**Task objective**
Scan the records for the string "RequireAdmin" and copy every line that holds it.

**Record extracts**
+===+
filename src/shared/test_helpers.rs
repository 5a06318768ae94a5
use crate::features::auth::model::AuthenticatedUser;
use crate::shared::constants::{ROLE_ADMIN, ROLE_EDITOR};

use axum::{extract::Request, middleware::Next, response::Response, Router};

pub fn user_with_roles(roles: &[&str]) -> AuthenticatedUser {
    AuthenticatedUser {
        sub: "test-sub".to_string(),
        email: Some("tester@ienet.example".to_string()),
        roles: roles.iter().map(|r| r.to_string()).collect(),
    }
}

/// Attach a fixed authenticated user to every request, standing in for `auth_middleware`
pub fn with_user(router: Router, user: AuthenticatedUser) -> Router {
    router.layer(axum::middleware::from_fn(
        move |mut request: Request, next: Next| {
            let user = user.clone();
            async move {
                request.extensions_mut().insert(user);
                let response: Response = next.run(request).await;
                response
            }
        },
    ))
}

pub fn with_admin_auth(router: Router) -> Router {
    with_user(router, user_with_roles(&[ROLE_ADMIN]))
}

pub fn with_editor_auth(router: Router) -> Router {
    with_user(router, user_with_roles(&[ROLE_EDITOR]))
}
pub mod auth_handler;

pub use auth_handler::*;
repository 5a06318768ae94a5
mod dashboard_dto;

pub use dashboard_dto::*;
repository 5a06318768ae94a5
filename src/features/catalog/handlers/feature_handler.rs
use std::sync::Arc;

use axum::{
    extract::{Path, State},
    http::StatusCode,
    Json,
};
use validator::Validate;

use crate::core::error::Result;
use crate::core::extractor::{AppJson, AppQuery};
use crate::features::auth::guards::{RequireAdmin, RequireEditor};
use crate::features::catalog::dtos::{
    CreateFeatureDto, FeatureResponseDto, ListFeaturesQuery, UpdateFeatureDto,
};
use crate::features::catalog::services::FeatureService;
use crate::shared::types::ApiResponse;

/// List active features, optionally narrowed to one service
#[utoipa::path(
    get,
    path = "/api/features",
    params(ListFeaturesQuery),
    responses(
        (status = 200, description = "Active features", body = ApiResponse<Vec<FeatureResponseDto>>),
        (status = 400, description = "Invalid query parameters")
    ),
    tag = "catalog"
)]
pub async fn list_features(
    State(service): State<Arc<FeatureService>>,
    AppQuery(query): AppQuery<ListFeaturesQuery>,
) -> Result<Json<ApiResponse<Vec<FeatureResponseDto>>>> {
    let features = service.list_active(&query).await?;
    Ok(Json(ApiResponse::collection(features)))
}

/// Get an active feature by its full slug path
#[utoipa::path(
    get,
    path = "/api/features/{category_slug}/{service_slug}/{feature_slug}",
    params(
        ("category_slug" = String, Path, description = "Category slug"),
        ("service_slug" = String, Path, description = "Service slug"),
        ("feature_slug" = String, Path, description = "Feature slug")
    ),
    responses(
        (status = 200, description = "Feature found", body = ApiResponse<FeatureResponseDto>),
        (status = 404, description = "Feature not found or inactive")
    ),
    tag = "catalog"
)]
pub async fn get_feature(
    State(service): State<Arc<FeatureService>>,
    Path((category_slug, service_slug, feature_slug)): Path<(String, String, String)>,
) -> Result<Json<ApiResponse<FeatureResponseDto>>> {
    let feature = service
        .get_by_slugs(&category_slug, &service_slug, &feature_slug)
        .await?;
    Ok(Json(ApiResponse::success(Some(feature), None, None)))
}

// ==================== Admin ====================

#[utoipa::path(
    get,
    path = "/api/admin/features",
    responses(
        (status = 200, description = "All features", body = ApiResponse<Vec<FeatureResponseDto>>),
        (status = 401, description = "Unauthorized"),
        (status = 403, description = "Editor role required")
    ),
    tag = "catalog-admin",
    security(("bearer_auth" = []))
)]
pub async fn admin_list_features(
    RequireEditor(_user): RequireEditor,
    State(service): State<Arc<FeatureService>>,
) -> Result<Json<ApiResponse<Vec<FeatureResponseDto>>>> {
    let features = service.list_all().await?;
    Ok(Json(ApiResponse::collection(features)))
}

#[utoipa::path(
    post,
    path = "/api/admin/features",
    request_body = CreateFeatureDto,
    responses(
        (status = 201, description = "Feature created", body = ApiResponse<FeatureResponseDto>),
        (status = 400, description = "Validation failed or unknown service"),
        (status = 401, description = "Unauthorized"),
        (status = 403, description = "Editor role required"),
        (status = 409, description = "Slug already in use within the service")
    ),
    tag = "catalog-admin",
    security(("bearer_auth" = []))
)]
pub async fn create_feature(
    RequireEditor(_user): RequireEditor,
    State(service): State<Arc<FeatureService>>,
    AppJson(dto): AppJson<CreateFeatureDto>,
) -> Result<(StatusCode, Json<ApiResponse<FeatureResponseDto>>)> {
    dto.validate()?;

    let feature = service.create(dto).await?;
    Ok((
        StatusCode::CREATED,
        Json(ApiResponse::success(
            Some(feature),
            Some("Feature created".to_string()),
            None,
        )),
    ))
}

#[utoipa::path(
    put,
    path = "/api/admin/features/{id}",
    params(
        ("id" = i64, Path, description = "Feature ID")
    ),
    request_body = UpdateFeatureDto,
    responses(
        (status = 200, description = "Feature updated", body = ApiResponse<FeatureResponseDto>),
        (status = 400, description = "Validation failed or unknown service"),
        (status = 401, description = "Unauthorized"),
        (status = 403, description = "Editor role required"),
        (status = 404, description = "Feature not found")
    ),
    tag = "catalog-admin",
    security(("bearer_auth" = []))
)]
pub async fn update_feature(
    RequireEditor(_user): RequireEditor,
    State(service): State<Arc<FeatureService>>,
    Path(id): Path<i64>,
    AppJson(dto): AppJson<UpdateFeatureDto>,
) -> Result<Json<ApiResponse<FeatureResponseDto>>> {
    dto.validate()?;

    let feature = service.update(id, dto).await?;
    Ok(Json(ApiResponse::success(
        Some(feature),
        Some("Feature updated".to_string()),
        None,
    )))
}

#[utoipa::path(
    delete,
    path = "/api/admin/features/{id}",
    params(
        ("id" = i64, Path, description = "Feature ID")
    ),
    responses(
        (status = 200, description = "Feature deleted"),
        (status = 401, description = "Unauthorized"),
        (status = 403, description = "Admin role required"),
        (status = 404, description = "Feature not found")
    ),
    tag = "catalog-admin",
    security(("bearer_auth" = []))
)]
pub async fn delete_feature(
    RequireAdmin(_user): RequireAdmin,
    State(service): State<Arc<FeatureService>>,
    Path(id): Path<i64>,
) -> Result<Json<ApiResponse<()>>> {
    service.delete(id).await?;
    Ok(Json(ApiResponse::success(
        None,
        Some("Feature deleted".to_string()),
        None,
    )))
}
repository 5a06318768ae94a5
use serde::{Deserialize, Serialize};
use sqlx::FromRow;
use utoipa::ToSchema;

/// Content and pipeline counts for the admin dashboard
#[derive(Debug, Clone, Default, Serialize, Deserialize, FromRow, ToSchema)]
#[serde(rename_all = "camelCase")]
pub struct DashboardStatsDto {
    pub total_pages: i64,
    pub published_pages: i64,
    pub draft_pages: i64,
    pub archived_pages: i64,
    pub total_page_views: i64,
    pub service_categories: i64,
    pub services: i64,
    pub features: i64,
    pub projects: i64,
    pub featured_projects: i64,
    pub templates: i64,
    pub new_enquiries: i64,
    pub total_enquiries: i64,
}
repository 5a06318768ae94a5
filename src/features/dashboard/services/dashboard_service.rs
use sqlx::MySqlPool;

use crate::core::error::{AppError, Result};
use crate::features::dashboard::dtos::DashboardStatsDto;

/// Read-only aggregate queries for the admin dashboard
pub struct DashboardService {
    pool: MySqlPool,
}

impl DashboardService {
    pub fn new(pool: MySqlPool) -> Self {
        Self { pool }
    }

    pub async fn get_stats(&self) -> Result<DashboardStatsDto> {
        // Scalar COUNT subqueries keep every column BIGINT
        sqlx::query_as::<_, DashboardStatsDto>(
            r#"
            SELECT
                (SELECT COUNT(*) FROM pages) AS total_pages,
                (SELECT COUNT(*) FROM pages WHERE status = 'published') AS published_pages,
                (SELECT COUNT(*) FROM pages WHERE status = 'draft') AS draft_pages,
                (SELECT COUNT(*) FROM pages WHERE status = 'archived') AS archived_pages,
                (SELECT CAST(COALESCE(SUM(view_count), 0) AS SIGNED) FROM pages) AS total_page_views,
                (SELECT COUNT(*) FROM service_categories) AS service_categories,
                (SELECT COUNT(*) FROM services) AS services,
                (SELECT COUNT(*) FROM features) AS features,
                (SELECT COUNT(*) FROM projects) AS projects,
                (SELECT COUNT(*) FROM projects WHERE is_featured = TRUE) AS featured_projects,
                (SELECT COUNT(*) FROM content_templates) AS templates,
                (SELECT COUNT(*) FROM enquiries WHERE status = 'new') AS new_enquiries,
                (SELECT COUNT(*) FROM enquiries) AS total_enquiries
            "#,
        )
        .fetch_one(&self.pool)
        .await
        .map_err(|e| {
            tracing::error!("Failed to load dashboard stats: {:?}", e);
            AppError::Database(e)
        })
    }
}
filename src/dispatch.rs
use std::panic::AssertUnwindSafe;
use std::sync::Arc;
use std::sync::atomic::{AtomicU64, Ordering};

use bytes::Bytes;
use futures::FutureExt;
use tokio::sync::oneshot;
use tokio::time::timeout;
use tokio_util::sync::CancellationToken;
use tokio_util::task::AbortOnDropHandle;
use tracing::{debug, warn};

use crate::error::CallFailure;
use crate::interface::{MethodKey, MethodSig};
use crate::params::{CallMode, ThreadingPolicy};
use crate::registry::{ExportEntry, ExportRegistry};
use crate::service::{InvokeRequest, ServiceFault};
use crate::status::{InFlightGuard, ServerMetrics, ServerState, StateCell};

/// One decoded inbound call, as handed over by the transport/codec layer.
#[derive(Debug, Clone)]
pub struct CallDescriptor {
    pub rpc_id: Option<String>,
    pub interface: String,
    pub method: String,
    pub param_types: Vec<String>,
    /// Argument payloads, opaque to the dispatch core.
    pub args: Vec<Bytes>,
}

impl CallDescriptor {
    pub fn new(
        interface: impl Into<String>,
        method: impl Into<String>,
        param_types: impl IntoIterator<Item = impl Into<String>>,
        args: impl IntoIterator<Item = Bytes>,
    ) -> Self {
        Self {
            rpc_id: None,
            interface: interface.into(),
            method: method.into(),
            param_types: param_types.into_iter().map(Into::into).collect(),
            args: args.into_iter().collect(),
        }
    }

    /// Scope the call to an explicit rpc id.
    pub fn with_rpc_id(mut self, rpc_id: impl Into<String>) -> Self {
        self.rpc_id = Some(rpc_id.into());
        self
    }
}

/// The outcome of one dispatched call: an encoded return value, or a typed
/// failure. Never a panic across the dispatcher boundary.
pub type CallResult = Result<Bytes, CallFailure>;

/// Reply from [`Dispatcher::dispatch`].
#[derive(Debug)]
pub enum CallReply {
    /// Sync-mode calls complete inline.
    Done(CallResult),
    /// Async-mode calls return immediately; the result arrives on the handle.
    Pending(CorrelationHandle),
}

impl CallReply {
    /// Resolve to the final result, waiting for async-mode delivery.
    pub async fn into_result(self) -> CallResult {
        match self {
            CallReply::Done(result) => result,
            CallReply::Pending(handle) => handle.wait().await,
        }
    }
}

/// Identifies one async-mode call and carries its out-of-band result.
///
/// Results are paired to their handle by a dedicated channel, so no result
/// can ever be delivered to the wrong correlation handle. There is no
/// cross-call ordering guarantee.
#[derive(Debug)]
pub struct CorrelationHandle {
    call_id: u64,
    rx: oneshot::Receiver<CallResult>,
}

impl CorrelationHandle {
    pub fn call_id(&self) -> u64 {
        self.call_id
    }

    /// Wait for the out-of-band result of this call.
    pub async fn wait(self) -> CallResult {
        match self.rx.await {
            Ok(result) => result,
            // The invocation task was torn down before it could deliver,
            // which only happens on server shutdown.
            Err(_) => Err(CallFailure::ServerClosed),
        }
    }
}

/// Resolves inbound call descriptors against the export registry and invokes
/// the bound implementor, translating every outcome into a typed result.
///
/// Cheap to clone; the transport holds one per connection handler if it
/// likes.
#[derive(Clone)]
pub struct Dispatcher {
    registry: Arc<ExportRegistry>,
    metrics: Arc<ServerMetrics>,
    state: Arc<StateCell>,
    shutdown: CancellationToken,
    next_call_id: Arc<AtomicU64>,
}
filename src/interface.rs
use std::fmt;

/// The exact signature of one method: name plus ordered parameter-type names.
///
/// Equality is structural over both fields, with parameter types compared by
/// exact ordered identity. There is no coercion or supertype matching
/// anywhere in the lookup path.
#[derive(Debug, Clone, PartialEq, Eq, Hash)]
pub struct MethodSig {
    pub name: String,
    pub param_types: Vec<String>,
}

impl MethodSig {
    pub fn new(
        name: impl Into<String>,
        param_types: impl IntoIterator<Item = impl Into<String>>,
    ) -> Self {
        Self {
            name: name.into(),
            param_types: param_types.into_iter().map(Into::into).collect(),
        }
    }

    /// Exact comparison against a (name, parameter types) pair.
    pub fn matches<S: AsRef<str>>(&self, name: &str, param_types: &[S]) -> bool {
        self.name == name
            && self
                .param_types
                .iter()
                .map(String::as_str)
                .eq(param_types.iter().map(|s| s.as_ref()))
    }
}

impl fmt::Display for MethodSig {
    fn fmt(&self, f: &mut fmt::Formatter<'_>) -> fmt::Result {
        write!(f, "{}({})", self.name, self.param_types.join(","))
    }
}

/// Immutable identity of one exported method signature on one interface.
#[derive(Debug, Clone, PartialEq, Eq, Hash)]
pub struct MethodKey {
    pub interface: String,
    pub sig: MethodSig,
}

impl MethodKey {
    pub fn new(interface: impl Into<String>, sig: MethodSig) -> Self {
        Self {
            interface: interface.into(),
            sig,
        }
    }
}

impl fmt::Display for MethodKey {
    fn fmt(&self, f: &mut fmt::Formatter<'_>) -> fmt::Result {
        write!(f, "{}/{}", self.interface, self.sig)
    }
}

/// The declared method set of a remotely callable interface.
///
/// The exporter enumerates the method set once, at declaration time; the
/// registry and dispatcher never re-derive it per call.
#[derive(Debug, Clone)]
pub struct InterfaceDef {
    name: String,
    methods: Vec<MethodSig>,
}

impl InterfaceDef {
    pub fn new(name: impl Into<String>) -> Self {
        Self {
            name: name.into(),
            methods: Vec::new(),
        }
    }

    /// Declare a method on this interface.
    pub fn method(mut self, sig: MethodSig) -> Self {
        self.methods.push(sig);
        self
    }

    pub fn name(&self) -> &str {
        &self.name
    }

    pub fn methods(&self) -> &[MethodSig] {
        &self.methods
    }

    /// Find the declared method with this exact name and parameter-type
    /// sequence, if any.
    pub fn find<S: AsRef<str>>(&self, name: &str, param_types: &[S]) -> Option<&MethodSig> {
        self.methods.iter().find(|m| m.matches(name, param_types))
    }
}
+===+
**Solution for this exercise**
use crate::features::auth::guards::{RequireAdmin, RequireEditor};
    RequireAdmin(_user): RequireAdmin,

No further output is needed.